日本代表ダルマゾ&ボーズウィック両コーチ セットプレー整備で打倒サモア!
(Photo: Getty Images)
ラグビーワールドカップ(W杯)イングランド大会に臨む日本代表は、10月3日、ミルトンキーンズ・スタジアムmkで予選プールBのサモア代表戦に挑む。ここまで1勝1敗で勝点を4とし、目標の準々決勝進出に向けて次戦をマストウィンの勝負とする。エディー・ジョーンズ ヘッドコーチ(HC)は「W杯で最も重要な時間がやってきた」と首脳陣にも発破をかけている。

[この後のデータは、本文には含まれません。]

//! `POST /delivery-receipt`, the vendor webhook.
//!
//! Body: `{"messageId":"...","status":"DELIVERED"|"FAILED","errorReason":"..."}`.
//! Receipts are idempotent: unknown ids and repeats are acknowledged without
//! changing anything.

use axum::{Json, extract::State};
use reach_core::{message::DeliveryReceipt, store::CrmStore};
use serde::Serialize;

use crate::{AppState, JsonBody, error::ApiError};

#[derive(Debug, Serialize)]
pub struct ReceiptAck {
  /// Whether the message id belonged to a known log entry.
  pub matched: bool,
}

pub async fn receive<S: CrmStore>(
  State(state): State<AppState<S>>,
  JsonBody(receipt): JsonBody<DeliveryReceipt>,
) -> Result<Json<ReceiptAck>, ApiError> {
  let stats = state.reconciler.reconcile(&receipt).await?;
  Ok(Json(ReceiptAck { matched: stats.is_some() }))
}
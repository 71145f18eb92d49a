//! Customers and the orders that drive their aggregate attributes.
//!
//! A customer's `total_spend`, `visit_count` and `last_visit` are never edited
//! directly; they are recomputed from the customer's full order history every
//! time an order is recorded (see [`OrderTotals`]).

use chrono::{DateTime, Utc};
use rust_decimal::Decimal;
use serde::{Deserialize, Serialize};
use uuid::Uuid;

use crate::{Error, Result};

// ─── Customer ────────────────────────────────────────────────────────────────

#[derive(Debug, Clone, PartialEq, Serialize, Deserialize)]
#[serde(rename_all = "camelCase")]
pub struct Customer {
  pub customer_id:       Uuid,
  /// Identifier in the system the record was imported from, if any.
  pub external_ref:      Option<String>,
  pub name:              String,
  pub email:             String,
  pub phone:             Option<String>,
  pub total_spend:       Decimal,
  pub visit_count:       u32,
  pub last_visit:        Option<DateTime<Utc>>,
  pub registration_date: DateTime<Utc>,
  pub created_at:        DateTime<Utc>,
  pub updated_at:        DateTime<Utc>,
}

impl Customer {
  /// The first whitespace-separated token of the customer's name.
  pub fn first_name(&self) -> &str { self.name.split_whitespace().next().unwrap_or("") }
}

/// Input to [`crate::store::CrmStore::create_customer`].
#[derive(Debug, Clone, Deserialize)]
#[serde(rename_all = "camelCase")]
pub struct NewCustomer {
  pub name:              String,
  pub email:             String,
  #[serde(default)]
  pub phone:             Option<String>,
  #[serde(default)]
  pub external_ref:      Option<String>,
  /// Defaults to the time of insertion.
  #[serde(default)]
  pub registration_date: Option<DateTime<Utc>>,
}

impl NewCustomer {
  pub fn new(name: impl Into<String>, email: impl Into<String>) -> Self {
    Self {
      name:              name.into(),
      email:             email.into(),
      phone:             None,
      external_ref:      None,
      registration_date: None,
    }
  }

  /// Reject empty names and addresses without an `@`.
  pub fn validate(&self) -> Result<()> {
    if self.name.trim().is_empty() {
      return Err(Error::Validation("customer name is required".into()));
    }
    if !self.email.contains('@') {
      return Err(Error::Validation(format!("invalid email address {:?}", self.email)));
    }
    Ok(())
  }
}

/// Editable identity attributes. Aggregates are not patchable.
#[derive(Debug, Clone, Default, Deserialize)]
#[serde(rename_all = "camelCase")]
pub struct CustomerPatch {
  pub name:         Option<String>,
  pub phone:        Option<String>,
  pub external_ref: Option<String>,
}

// ─── Order ───────────────────────────────────────────────────────────────────

#[derive(Debug, Clone, PartialEq, Serialize, Deserialize)]
#[serde(rename_all = "camelCase")]
pub struct Order {
  pub order_id:     Uuid,
  pub customer_id:  Uuid,
  pub external_ref: Option<String>,
  pub amount:       Decimal,
  pub order_date:   DateTime<Utc>,
  pub items:        Vec<String>,
  pub created_at:   DateTime<Utc>,
}

/// Input to [`crate::store::CrmStore::record_order`].
#[derive(Debug, Clone, Deserialize)]
#[serde(rename_all = "camelCase")]
pub struct NewOrder {
  pub customer_id:  Uuid,
  pub amount:       Decimal,
  pub order_date:   DateTime<Utc>,
  #[serde(default)]
  pub external_ref: Option<String>,
  #[serde(default)]
  pub items:        Vec<String>,
}

impl NewOrder {
  pub fn validate(&self) -> Result<()> {
    if self.amount <= Decimal::ZERO {
      return Err(Error::Validation(format!(
        "order amount must be positive, got {}",
        self.amount
      )));
    }
    Ok(())
  }
}

// ─── Aggregates ──────────────────────────────────────────────────────────────

/// Customer aggregates derived from a full order history.
#[derive(Debug, Clone, Copy, PartialEq, Eq)]
pub struct OrderTotals {
  pub total_spend: Decimal,
  pub visit_count: u32,
  pub last_visit:  Option<DateTime<Utc>>,
}

impl OrderTotals {
  /// Fails with [`Error::Validation`] when the spend no longer fits a
  /// [`Decimal`].
  pub fn from_orders<'a>(orders: impl IntoIterator<Item = &'a Order>) -> Result<Self> {
    orders.into_iter().try_fold(
      Self { total_spend: Decimal::ZERO, visit_count: 0, last_visit: None },
      |acc, order| {
        Ok(Self {
          total_spend: add_spend(acc.total_spend, order.amount)?,
          visit_count: acc.visit_count.saturating_add(1),
          last_visit:  acc.last_visit.max(Some(order.order_date)),
        })
      },
    )
  }
}

/// Checked spend addition shared by every store.
pub fn add_spend(total: Decimal, amount: Decimal) -> Result<Decimal> {
  total
    .checked_add(amount)
    .ok_or_else(|| Error::Validation("total spend overflow".into()))
}
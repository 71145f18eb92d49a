//! `POST /ai/segments` — body: `{"query":"..."}`, answers `{"rules":[...]}`.

use axum::{Json, extract::State};
use reach_campaign::rulegen::suggest_rules;
use reach_core::{rule::SegmentRule, store::CrmStore};
use serde::{Deserialize, Serialize};

use crate::{AppState, JsonBody, error::ApiError};

#[derive(Debug, Deserialize)]
pub struct GenerateBody {
  pub query: String,
}

#[derive(Debug, Serialize)]
pub struct GenerateResponse {
  pub rules: Vec<SegmentRule>,
}

pub async fn generate<S: CrmStore>(
  State(state): State<AppState<S>>,
  JsonBody(body): JsonBody<GenerateBody>,
) -> Result<Json<GenerateResponse>, ApiError> {
  let rules = suggest_rules(state.rules.as_ref(), &body.query).await?;
  Ok(Json(GenerateResponse { rules }))
}
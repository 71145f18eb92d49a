//! Campaigns, their status machine and derived delivery aggregates.

use chrono::{DateTime, Utc};
use serde::{Deserialize, Serialize};
use strum::{Display, EnumString};
use uuid::Uuid;

use crate::{
  Error, Result,
  message::{CommunicationLog, DeliveryStatus},
};

// ─── Channel ─────────────────────────────────────────────────────────────────

#[derive(
  Debug, Clone, Copy, PartialEq, Eq, Hash, Serialize, Deserialize, Display, EnumString,
)]
#[serde(rename_all = "lowercase")]
#[strum(serialize_all = "lowercase")]
pub enum Channel {
  Email,
  Sms,
  Push,
}

// ─── Status ──────────────────────────────────────────────────────────────────

/// `draft → active → completed | failed`.
///
/// A launched campaign stays `active` while any of its messages is still in
/// flight; the receipt reconciler completes it once every log is closed.
#[derive(
  Debug, Clone, Copy, PartialEq, Eq, Hash, Serialize, Deserialize, Display, EnumString,
)]
#[serde(rename_all = "lowercase")]
#[strum(serialize_all = "lowercase")]
pub enum CampaignStatus {
  Draft,
  Active,
  Completed,
  Failed,
}

impl CampaignStatus {
  pub fn can_transition_to(self, next: CampaignStatus) -> bool {
    matches!(
      (self, next),
      (Self::Draft, Self::Active)
        | (Self::Active, Self::Completed)
        | (Self::Active, Self::Failed)
    )
  }

  pub fn transition_to(self, next: CampaignStatus) -> Result<CampaignStatus> {
    if self.can_transition_to(next) {
      Ok(next)
    } else {
      Err(Error::InvalidTransition { from: self, to: next })
    }
  }

  pub fn is_terminal(self) -> bool { matches!(self, Self::Completed | Self::Failed) }
}

// ─── Campaign ────────────────────────────────────────────────────────────────

#[derive(Debug, Clone, PartialEq, Serialize, Deserialize)]
#[serde(rename_all = "camelCase")]
pub struct Campaign {
  pub campaign_id:     Uuid,
  pub name:            String,
  pub segment_id:      Uuid,
  /// Template with `{{firstName}}`-style placeholders.
  pub message:         String,
  pub channel:         Channel,
  pub status:          CampaignStatus,
  /// Audience resolved live at launch.
  pub audience_size:   u64,
  pub sent_count:      u64,
  pub delivered_count: u64,
  pub failed_count:    u64,
  /// Percentage of sent messages delivered, two decimal places.
  pub delivery_rate:   f64,
  pub launched_at:     Option<DateTime<Utc>>,
  pub completed_at:    Option<DateTime<Utc>>,
  pub created_at:      DateTime<Utc>,
  pub updated_at:      DateTime<Utc>,
}

/// Input to [`crate::store::CrmStore::create_campaign`]. New campaigns are
/// always drafts.
#[derive(Debug, Clone, Deserialize)]
#[serde(rename_all = "camelCase")]
pub struct NewCampaign {
  pub name:       String,
  pub segment_id: Uuid,
  pub message:    String,
  pub channel:    Channel,
}

impl NewCampaign {
  pub fn validate(&self) -> Result<()> {
    if self.name.trim().is_empty() {
      return Err(Error::Validation("campaign name is required".into()));
    }
    if self.message.trim().is_empty() {
      return Err(Error::Validation("campaign message is required".into()));
    }
    Ok(())
  }
}

// ─── Aggregates ──────────────────────────────────────────────────────────────

/// Delivery aggregates, always derived from a full log snapshot.
#[derive(Debug, Clone, Copy, Default, PartialEq, Serialize, Deserialize)]
#[serde(rename_all = "camelCase")]
pub struct CampaignStats {
  /// Every attempt the campaign made, whatever its outcome.
  pub sent:          u64,
  pub delivered:     u64,
  pub failed:        u64,
  /// Attempts still waiting for a receipt.
  pub pending:       u64,
  pub delivery_rate: f64,
}

impl CampaignStats {
  pub fn from_logs<'a>(logs: impl IntoIterator<Item = &'a CommunicationLog>) -> Self {
    let mut stats = Self::default();
    for log in logs {
      stats.sent += 1;
      match log.status {
        DeliveryStatus::Sent => stats.pending += 1,
        DeliveryStatus::Delivered => stats.delivered += 1,
        DeliveryStatus::Failed => stats.failed += 1,
      }
    }
    stats.delivery_rate = delivery_rate(stats.delivered, stats.sent);
    stats
  }

  /// Whether every attempt has reached a terminal status.
  pub fn is_settled(&self) -> bool { self.pending == 0 }
}

/// `delivered / sent * 100`, rounded to two places; zero when nothing was sent.
pub fn delivery_rate(delivered: u64, sent: u64) -> f64 {
  if sent == 0 {
    return 0.0;
  }
  let rate = delivered as f64 / sent as f64 * 100.0;
  (rate * 100.0).round() / 100.0
}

鍵を握るのはセットプレーか。スクラムとラインアウトは、過去2戦で9割超の自軍ボール獲得率を記録。このプレーで重責を担うHO堀江翔太副将は「まだまだ修正する点はたくさんある」としながら、「上手いこといけば、どんどん相手にプレッシャーをかけられる」と手ごたえを覗かせる。
身体能力に勝るサモア代表を向こうに、低さ、ち密さ、まとまりで勝負したい。
フォワードが8対8で組み合うスクラムでは、「選手たちはスタッフの期待に応えてくれています。ただ、もっとパフォーマンスを上げたい」と元フランス代表HOのマルク・ダルマゾ コーチ。2013年に就任以来、各選手の首や足の位置までち密に指示し、8人全員がまとまるスクラムを提唱してきた。
「サモア代表はパワフルです。ただ、(組み合う瞬間の)スピードがあるというわけではありません。まずはフロントローの3人が、いいポジションを取れるように…」
その「フロントロー」の1人、HO堀江副将は、「サモア代表は選手によって組み方を変えてくるような。(試合中に)その都度『ああしよう、こうしよう』と(他のフロントローと)話していきたいです」と現場で起こりうる事態を想定。有事に備える。
ラインアウトでも細やかさが鍵か。LOトンプソン ルークが司令塔となり、相手陣形の盲点にジャンパーを飛ばして確実に捕球。その後の皆がまとまって押すモールは、得点に直結させた。
LO真壁伸弥は「ほとんどが準備の結果。1人ひとり、自分の仕事をしていることに尽きます。リーダーが『どこが空いている(捕球しやすい)か』を判断して、しっかりと皆に伝えている」と空中戦の妙味を語れば、FLマイケル・ブロードハーストはモールについて「大きな選手は(小さい自分たちの)上からかぶさろうとするが、それでは(上体が高くなって)押すことはできない。そんななか、自分たちは(組み込む際に)低くなること。それが全て。いかにタイトになるかです」と発す。さらに「スティーブがいろんな作戦を持っている。それをしっかり実践しています」とも続ける。
「スティーブ」とは、スティーブン・ボーズウィックFWコーチだ。「現役時代から分析は好きだった」という元イングランド代表主将LOは、ラインアウトの作戦立案とモールを組む際の姿勢や意識を徹底指導。最近のレフリング傾向や自軍の状況を踏まえ、こう展望を語っていた。
「最近はいいレフリングがなされている。(守備側が)モールの横から入ることは絶対にできない(塊を故意に崩すコラプシングや、攻防戦の前からプレーに参加するオフサイドの反則を取られる)。我々が速く、強くて低い姿勢を取ることで、相手の反則(苦し紛れに真横から入ったり、引き倒して崩そうとする動き)を誘える」
事実、室内練習時も、さまざまな防御法を繰り出す相手を前に「速く、強くて低いモールの姿勢」を作れるよう何度もシミュレーションを重ねていた。仲間の鍛錬するさまを見て、FB五郎丸歩副将も「セットピースを軸に、走り勝つ」とイメージングする。